use super::registry::{Flag, HouseholdType, OwnershipType, RegistrationPurpose, ResidenceType};
use bigdecimal::BigDecimal;
use serde::{Deserialize, Deserializer, Serialize, Serializer};
use std::str::FromStr;

/// 输出列顺序 (固定契约)
pub const OUTPUT_COLUMNS: [&str; 18] = [
    "소유자명",
    "생년월일",
    "동호수",
    "소유자_주소",
    "아파트_소재지",
    "도로명주소",
    "건축물_연면적",
    "거주형태",
    "등기목적_분류",
    "등기원인_년월일",
    "근저당설정여부",
    "근저당금액",
    "보유기간",
    "압류가압류",
    "소유형태",
    "세대유형",
    "공유자수",
    "단독소유자수",
];

/// 每户一条的规范化输出记录
#[derive(Debug, Clone, PartialEq, Serialize, Deserialize)]
pub struct CanonicalHouseholdRecord {
    #[serde(rename = "소유자명")]
    pub owner_name: Option<String>,
    #[serde(rename = "생년월일")]
    pub birth_date: Option<String>,
    #[serde(rename = "동호수")]
    pub unit_id: Option<String>,
    #[serde(rename = "소유자_주소")]
    pub owner_address: Option<String>,
    #[serde(rename = "아파트_소재지")]
    pub property_address: Option<String>,
    #[serde(rename = "도로명주소")]
    pub road_address: Option<String>,
    #[serde(rename = "건축물_연면적", serialize_with = "plain_number")]
    pub building_area: Option<f64>,
    #[serde(rename = "거주형태")]
    pub residence_type: ResidenceType,
    #[serde(rename = "등기목적_분류")]
    pub registration_purpose: RegistrationPurpose,
    #[serde(rename = "등기원인_년월일")]
    pub registration_cause_date: Option<String>,
    #[serde(rename = "근저당설정여부")]
    pub mortgage_flag: Flag,
    #[serde(
        rename = "근저당금액",
        serialize_with = "plain_decimal",
        deserialize_with = "decimal_from_text"
    )]
    pub mortgage_amount: Option<BigDecimal>,
    #[serde(rename = "보유기간")]
    pub holding_period: Option<String>,
    #[serde(rename = "압류가압류")]
    pub seizure_types: String,
    #[serde(rename = "소유형태")]
    pub ownership_type: OwnershipType,
    #[serde(rename = "세대유형")]
    pub household_type: HouseholdType,
    #[serde(rename = "공유자수")]
    pub co_owner_count: u32,
    #[serde(rename = "단독소유자수")]
    pub sole_owner_count: u32,
}

/// 整数值不输出小数点 (80000000 而不是 80000000.0)
fn plain_number<S: Serializer>(value: &Option<f64>, serializer: S) -> Result<S::Ok, S::Error> {
    match value {
        Some(n) if n.fract() == 0.0 && n.abs() < 9.0e15 => serializer.serialize_i64(*n as i64),
        Some(n) => serializer.serialize_f64(*n),
        None => serializer.serialize_none(),
    }
}

/// 金额原样输出: 整数不带小数点, 超出 i64 时按文本写出
fn plain_decimal<S: Serializer>(
    value: &Option<BigDecimal>,
    serializer: S,
) -> Result<S::Ok, S::Error> {
    let Some(n) = value else {
        return serializer.serialize_none();
    };

    let text = if n.is_integer() {
        n.with_scale(0).to_string()
    } else {
        n.to_string()
    };
    match text.parse::<i64>() {
        Ok(int) => serializer.serialize_i64(int),
        Err(_) => serializer.serialize_str(&text),
    }
}

fn decimal_from_text<'de, D: Deserializer<'de>>(
    deserializer: D,
) -> Result<Option<BigDecimal>, D::Error> {
    let text: Option<String> = Option::deserialize(deserializer)?;
    match text.as_deref().map(str::trim) {
        None | Some("") => Ok(None),
        Some(t) => BigDecimal::from_str(t)
            .map(Some)
            .map_err(serde::de::Error::custom),
    }
}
= = = =
## [Task]
The answer must be every entry, reproduced exactly.

## [Result of the task]
use super::registry::{Flag, HouseholdType, OwnershipType, RegistrationPurpose, ResidenceType};
use bigdecimal::BigDecimal;
use serde::{Deserialize, Deserializer, Serialize, Serializer};
use std::str::FromStr;

/// 输出列顺序 (固定契约)
pub const OUTPUT_COLUMNS: [&str; 18] = [
    "소유자명",
    "생년월일",
    "동호수",
    "소유자_주소",
    "아파트_소재지",
    "도로명주소",
    "건축물_연면적",
    "거주형태",
    "등기목적_분류",
    "등기원인_년월일",
    "근저당설정여부",
    "근저당금액",
    "보유기간",
    "압류가압류",
    "소유형태",
    "세대유형",
    "공유자수",
    "단독소유자수",
];

/// 每户一条的规范化输出记录
#[derive(Debug, Clone, PartialEq, Serialize, Deserialize)]
pub struct CanonicalHouseholdRecord {
    #[serde(rename = "소유자명")]
    pub owner_name: Option<String>,
    #[serde(rename = "생년월일")]
    pub birth_date: Option<String>,
    #[serde(rename = "동호수")]
    pub unit_id: Option<String>,
    #[serde(rename = "소유자_주소")]
    pub owner_address: Option<String>,
    #[serde(rename = "아파트_소재지")]
    pub property_address: Option<String>,
    #[serde(rename = "도로명주소")]
    pub road_address: Option<String>,
    #[serde(rename = "건축물_연면적", serialize_with = "plain_number")]
    pub building_area: Option<f64>,
    #[serde(rename = "거주형태")]
    pub residence_type: ResidenceType,
    #[serde(rename = "등기목적_분류")]
    pub registration_purpose: RegistrationPurpose,
    #[serde(rename = "등기원인_년월일")]
    pub registration_cause_date: Option<String>,
    #[serde(rename = "근저당설정여부")]
    pub mortgage_flag: Flag,
    #[serde(
        rename = "근저당금액",
        serialize_with = "plain_decimal",
        deserialize_with = "decimal_from_text"
    )]
    pub mortgage_amount: Option<BigDecimal>,
    #[serde(rename = "보유기간")]
    pub holding_period: Option<String>,
    #[serde(rename = "압류가압류")]
    pub seizure_types: String,
    #[serde(rename = "소유형태")]
    pub ownership_type: OwnershipType,
    #[serde(rename = "세대유형")]
    pub household_type: HouseholdType,
    #[serde(rename = "공유자수")]
    pub co_owner_count: u32,
    #[serde(rename = "단독소유자수")]
    pub sole_owner_count: u32,
}

/// 整数值不输出小数点 (80000000 而不是 80000000.0)
fn plain_number<S: Serializer>(value: &Option<f64>, serializer: S) -> Result<S::Ok, S::Error> {
    match value {
        Some(n) if n.fract() == 0.0 && n.abs() < 9.0e15 => serializer.serialize_i64(*n as i64),
        Some(n) => serializer.serialize_f64(*n),
        None => serializer.serialize_none(),
    }
}

/// 金额原样输出: 整数不带小数点, 超出 i64 时按文本写出
fn plain_decimal<S: Serializer>(
    value: &Option<BigDecimal>,
    serializer: S,
) -> Result<S::Ok, S::Error> {
    let Some(n) = value else {
        return serializer.serialize_none();
    };

    let text = if n.is_integer() {
        n.with_scale(0).to_string()
    } else {
        n.to_string()
    };
    match text.parse::<i64>() {
        Ok(int) => serializer.serialize_i64(int),
        Err(_) => serializer.serialize_str(&text),
    }
}

fn decimal_from_text<'de, D: Deserializer<'de>>(
    deserializer: D,
) -> Result<Option<BigDecimal>, D::Error> {
    let text: Option<String> = Option::deserialize(deserializer)?;
    match text.as_deref().map(str::trim) {
        None | Some("") => Ok(None),
        Some(t) => BigDecimal::from_str(t)
            .map(Some)
            .map_err(serde::de::Error::custom),
    }
}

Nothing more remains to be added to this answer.